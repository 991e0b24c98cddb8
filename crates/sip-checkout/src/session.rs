//! Checkout session: pricing synchronization and submission gating.

use crate::error::CheckoutError;
use crate::service::{OrderService, PricingService, ServiceError};
use sip_cart::CartStore;
use sip_core::cart::CartState;
use sip_core::checkout::{
    CustomerInfo, DeliveryMethod, OrderItem, OrderReceipt, OrderRequest, PaymentMethod,
    PriceQuote, PricingRequest,
};

/// Token identifying one pricing request.
///
/// Responses are only accepted for the most recently issued token:
/// when inputs change mid-flight, the newer request supersedes the
/// older one and the stale response is discarded.
#[derive(Debug, Clone, Copy, PartialEq, Eq)]
pub struct PricingToken(u64);

/// One customer's path from cart to placed order.
///
/// Holds the checkout inputs (delivery method, voucher code, customer
/// details) and at most one *current* price quote. Any input change
/// drops the held quote, so a quote can only ever describe the inputs
/// as they are now; cart-content changes are reported the same way via
/// [`invalidate_quote`](CheckoutSession::invalidate_quote), typically
/// wired to a cart subscription.
#[derive(Default)]
pub struct CheckoutSession {
    delivery_method: DeliveryMethod,
    payment_method: PaymentMethod,
    voucher_code: String,
    customer: CustomerInfo,
    quote: Option<PriceQuote>,
    latest_token: u64,
}

impl CheckoutSession {
    /// Create a session with default delivery and payment methods.
    pub fn new() -> Self {
        Self::default()
    }

    /// The held authoritative quote, if one is current.
    pub fn quote(&self) -> Option<&PriceQuote> {
        self.quote.as_ref()
    }

    /// Whether a pricing request should be (re-)fired.
    pub fn needs_pricing(&self) -> bool {
        self.quote.is_none()
    }

    /// Current customer details.
    pub fn customer(&self) -> &CustomerInfo {
        &self.customer
    }

    /// Drop the held quote; the next submission requires re-pricing.
    /// Call this whenever the cart contents change.
    pub fn invalidate_quote(&mut self) {
        self.quote = None;
    }

    /// Change the delivery method. Invalidates the held quote.
    pub fn set_delivery_method(&mut self, method: DeliveryMethod) {
        if self.delivery_method != method {
            self.delivery_method = method;
            self.invalidate_quote();
        }
    }

    /// Change the payment method. Pricing does not depend on it, so
    /// the held quote stays valid.
    pub fn set_payment_method(&mut self, method: PaymentMethod) {
        self.payment_method = method;
    }

    /// Change the voucher code. Invalidates the held quote.
    pub fn set_voucher_code(&mut self, code: impl Into<String>) {
        let code = code.into();
        if self.voucher_code != code {
            self.voucher_code = code;
            self.invalidate_quote();
        }
    }

    /// Replace the customer details. Invalidates the held quote.
    pub fn set_customer(&mut self, customer: CustomerInfo) {
        if self.customer != customer {
            self.customer = customer;
            self.invalidate_quote();
        }
    }

    /// The pricing payload for the current inputs.
    pub fn pricing_request(&self, cart: &CartState) -> PricingRequest {
        PricingRequest {
            items: cart.items.iter().map(OrderItem::for_pricing).collect(),
            voucher_code: self.voucher_trimmed().map(str::to_string),
            delivery_method: self.delivery_method,
        }
    }

    /// Issue a token for a pricing request about to be sent. Any
    /// previously issued token becomes stale.
    pub fn begin_pricing(&mut self) -> PricingToken {
        self.latest_token += 1;
        PricingToken(self.latest_token)
    }

    /// Record the outcome of a pricing request.
    ///
    /// A response for anything but the latest issued token is
    /// discarded: the inputs have moved on and treating it as
    /// authoritative would be a correctness bug. A rejection clears
    /// the held quote and surfaces the server's reason verbatim.
    pub fn resolve_pricing(
        &mut self,
        token: PricingToken,
        outcome: Result<PriceQuote, ServiceError>,
    ) -> Result<(), CheckoutError> {
        if token.0 != self.latest_token {
            tracing::debug!(
                token = token.0,
                latest = self.latest_token,
                "discarding stale pricing response"
            );
            return Ok(());
        }
        match outcome {
            Ok(quote) => {
                self.quote = Some(quote);
                Ok(())
            }
            Err(e) => {
                self.quote = None;
                Err(CheckoutError::PricingRejected(e.message().to_string()))
            }
        }
    }

    /// Fire a pricing request for the current inputs and hold its
    /// quote. This is the recomputation trigger: call it after every
    /// cart, delivery, or voucher change, and once more on an
    /// explicit "apply voucher".
    pub async fn request_quote(
        &mut self,
        pricing: &dyn PricingService,
        cart: &CartState,
    ) -> Result<&PriceQuote, CheckoutError> {
        let request = self.pricing_request(cart);
        let token = self.begin_pricing();
        let outcome = pricing.calculate(&request).await;
        self.resolve_pricing(token, outcome)?;
        self.quote.as_ref().ok_or(CheckoutError::QuoteMissing)
    }

    /// Explicit "apply voucher" action: set the code and re-price.
    pub async fn apply_voucher(
        &mut self,
        code: impl Into<String>,
        pricing: &dyn PricingService,
        cart: &CartState,
    ) -> Result<&PriceQuote, CheckoutError> {
        self.set_voucher_code(code);
        self.request_quote(pricing, cart).await
    }

    /// Submit the order.
    ///
    /// Fails fast, without any network call, when the cart is empty,
    /// required customer fields are blank, or no current quote is
    /// held. On success the cart store is cleared and the confirmation
    /// identifier returned; on failure the server's message is
    /// surfaced and the cart left untouched.
    pub async fn submit_order(
        &mut self,
        orders: &dyn OrderService,
        cart: &mut CartStore,
    ) -> Result<OrderReceipt, CheckoutError> {
        if cart.state().is_empty() {
            return Err(CheckoutError::EmptyCart);
        }
        let missing = self.customer.missing_fields();
        if !missing.is_empty() {
            return Err(CheckoutError::ValidationFailed(missing.join(", ")));
        }
        let quote = self.quote.as_ref().ok_or(CheckoutError::QuoteMissing)?;

        // Only send the voucher when the quote actually discounted it.
        let voucher_code = if quote.has_discount() {
            self.voucher_trimmed().map(str::to_string)
        } else {
            None
        };
        let request = OrderRequest {
            items: cart.state().items.iter().map(OrderItem::for_order).collect(),
            voucher_code,
            delivery_method: self.delivery_method,
            customer_name: self.customer.name.clone(),
            customer_phone: self.customer.phone.clone(),
            customer_address: self.customer.address.clone(),
            customer_note: self.customer.note.clone(),
            payment_method: self.payment_method,
        };

        match orders.submit(&request).await {
            Ok(receipt) => {
                cart.clear();
                self.invalidate_quote();
                Ok(receipt)
            }
            Err(e) => Err(CheckoutError::SubmissionFailed(e.message().to_string())),
        }
    }

    fn voucher_trimmed(&self) -> Option<&str> {
        let code = self.voucher_code.trim();
        (!code.is_empty()).then_some(code)
    }
}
::::::::
(Task instructions) Write out again every entry above, exactly as given.

(Result for this task)
repository 991e0b24c98cddb8
filename crates/sip-checkout/src/session.rs
//! Checkout session: pricing synchronization and submission gating.

use crate::error::CheckoutError;
use crate::service::{OrderService, PricingService, ServiceError};
use sip_cart::CartStore;
use sip_core::cart::CartState;
use sip_core::checkout::{
    CustomerInfo, DeliveryMethod, OrderItem, OrderReceipt, OrderRequest, PaymentMethod,
    PriceQuote, PricingRequest,
};

/// Token identifying one pricing request.
///
/// Responses are only accepted for the most recently issued token:
/// when inputs change mid-flight, the newer request supersedes the
/// older one and the stale response is discarded.
#[derive(Debug, Clone, Copy, PartialEq, Eq)]
pub struct PricingToken(u64);

/// One customer's path from cart to placed order.
///
/// Holds the checkout inputs (delivery method, voucher code, customer
/// details) and at most one *current* price quote. Any input change
/// drops the held quote, so a quote can only ever describe the inputs
/// as they are now; cart-content changes are reported the same way via
/// [`invalidate_quote`](CheckoutSession::invalidate_quote), typically
/// wired to a cart subscription.
#[derive(Default)]
pub struct CheckoutSession {
    delivery_method: DeliveryMethod,
    payment_method: PaymentMethod,
    voucher_code: String,
    customer: CustomerInfo,
    quote: Option<PriceQuote>,
    latest_token: u64,
}

impl CheckoutSession {
    /// Create a session with default delivery and payment methods.
    pub fn new() -> Self {
        Self::default()
    }

    /// The held authoritative quote, if one is current.
    pub fn quote(&self) -> Option<&PriceQuote> {
        self.quote.as_ref()
    }

    /// Whether a pricing request should be (re-)fired.
    pub fn needs_pricing(&self) -> bool {
        self.quote.is_none()
    }

    /// Current customer details.
    pub fn customer(&self) -> &CustomerInfo {
        &self.customer
    }

    /// Drop the held quote; the next submission requires re-pricing.
    /// Call this whenever the cart contents change.
    pub fn invalidate_quote(&mut self) {
        self.quote = None;
    }

    /// Change the delivery method. Invalidates the held quote.
    pub fn set_delivery_method(&mut self, method: DeliveryMethod) {
        if self.delivery_method != method {
            self.delivery_method = method;
            self.invalidate_quote();
        }
    }

    /// Change the payment method. Pricing does not depend on it, so
    /// the held quote stays valid.
    pub fn set_payment_method(&mut self, method: PaymentMethod) {
        self.payment_method = method;
    }

    /// Change the voucher code. Invalidates the held quote.
    pub fn set_voucher_code(&mut self, code: impl Into<String>) {
        let code = code.into();
        if self.voucher_code != code {
            self.voucher_code = code;
            self.invalidate_quote();
        }
    }

    /// Replace the customer details. Invalidates the held quote.
    pub fn set_customer(&mut self, customer: CustomerInfo) {
        if self.customer != customer {
            self.customer = customer;
            self.invalidate_quote();
        }
    }

    /// The pricing payload for the current inputs.
    pub fn pricing_request(&self, cart: &CartState) -> PricingRequest {
        PricingRequest {
            items: cart.items.iter().map(OrderItem::for_pricing).collect(),
            voucher_code: self.voucher_trimmed().map(str::to_string),
            delivery_method: self.delivery_method,
        }
    }

    /// Issue a token for a pricing request about to be sent. Any
    /// previously issued token becomes stale.
    pub fn begin_pricing(&mut self) -> PricingToken {
        self.latest_token += 1;
        PricingToken(self.latest_token)
    }

    /// Record the outcome of a pricing request.
    ///
    /// A response for anything but the latest issued token is
    /// discarded: the inputs have moved on and treating it as
    /// authoritative would be a correctness bug. A rejection clears
    /// the held quote and surfaces the server's reason verbatim.
    pub fn resolve_pricing(
        &mut self,
        token: PricingToken,
        outcome: Result<PriceQuote, ServiceError>,
    ) -> Result<(), CheckoutError> {
        if token.0 != self.latest_token {
            tracing::debug!(
                token = token.0,
                latest = self.latest_token,
                "discarding stale pricing response"
            );
            return Ok(());
        }
        match outcome {
            Ok(quote) => {
                self.quote = Some(quote);
                Ok(())
            }
            Err(e) => {
                self.quote = None;
                Err(CheckoutError::PricingRejected(e.message().to_string()))
            }
        }
    }

    /// Fire a pricing request for the current inputs and hold its
    /// quote. This is the recomputation trigger: call it after every
    /// cart, delivery, or voucher change, and once more on an
    /// explicit "apply voucher".
    pub async fn request_quote(
        &mut self,
        pricing: &dyn PricingService,
        cart: &CartState,
    ) -> Result<&PriceQuote, CheckoutError> {
        let request = self.pricing_request(cart);
        let token = self.begin_pricing();
        let outcome = pricing.calculate(&request).await;
        self.resolve_pricing(token, outcome)?;
        self.quote.as_ref().ok_or(CheckoutError::QuoteMissing)
    }

    /// Explicit "apply voucher" action: set the code and re-price.
    pub async fn apply_voucher(
        &mut self,
        code: impl Into<String>,
        pricing: &dyn PricingService,
        cart: &CartState,
    ) -> Result<&PriceQuote, CheckoutError> {
        self.set_voucher_code(code);
        self.request_quote(pricing, cart).await
    }

    /// Submit the order.
    ///
    /// Fails fast, without any network call, when the cart is empty,
    /// required customer fields are blank, or no current quote is
    /// held. On success the cart store is cleared and the confirmation
    /// identifier returned; on failure the server's message is
    /// surfaced and the cart left untouched.
    pub async fn submit_order(
        &mut self,
        orders: &dyn OrderService,
        cart: &mut CartStore,
    ) -> Result<OrderReceipt, CheckoutError> {
        if cart.state().is_empty() {
            return Err(CheckoutError::EmptyCart);
        }
        let missing = self.customer.missing_fields();
        if !missing.is_empty() {
            return Err(CheckoutError::ValidationFailed(missing.join(", ")));
        }
        let quote = self.quote.as_ref().ok_or(CheckoutError::QuoteMissing)?;

        // Only send the voucher when the quote actually discounted it.
        let voucher_code = if quote.has_discount() {
            self.voucher_trimmed().map(str::to_string)
        } else {
            None
        };
        let request = OrderRequest {
            items: cart.state().items.iter().map(OrderItem::for_order).collect(),
            voucher_code,
            delivery_method: self.delivery_method,
            customer_name: self.customer.name.clone(),
            customer_phone: self.customer.phone.clone(),
            customer_address: self.customer.address.clone(),
            customer_note: self.customer.note.clone(),
            payment_method: self.payment_method,
        };

        match orders.submit(&request).await {
            Ok(receipt) => {
                cart.clear();
                self.invalidate_quote();
                Ok(receipt)
            }
            Err(e) => Err(CheckoutError::SubmissionFailed(e.message().to_string())),
        }
    }

    fn voucher_trimmed(&self) -> Option<&str> {
        let code = self.voucher_code.trim();
        (!code.is_empty()).then_some(code)
    }
}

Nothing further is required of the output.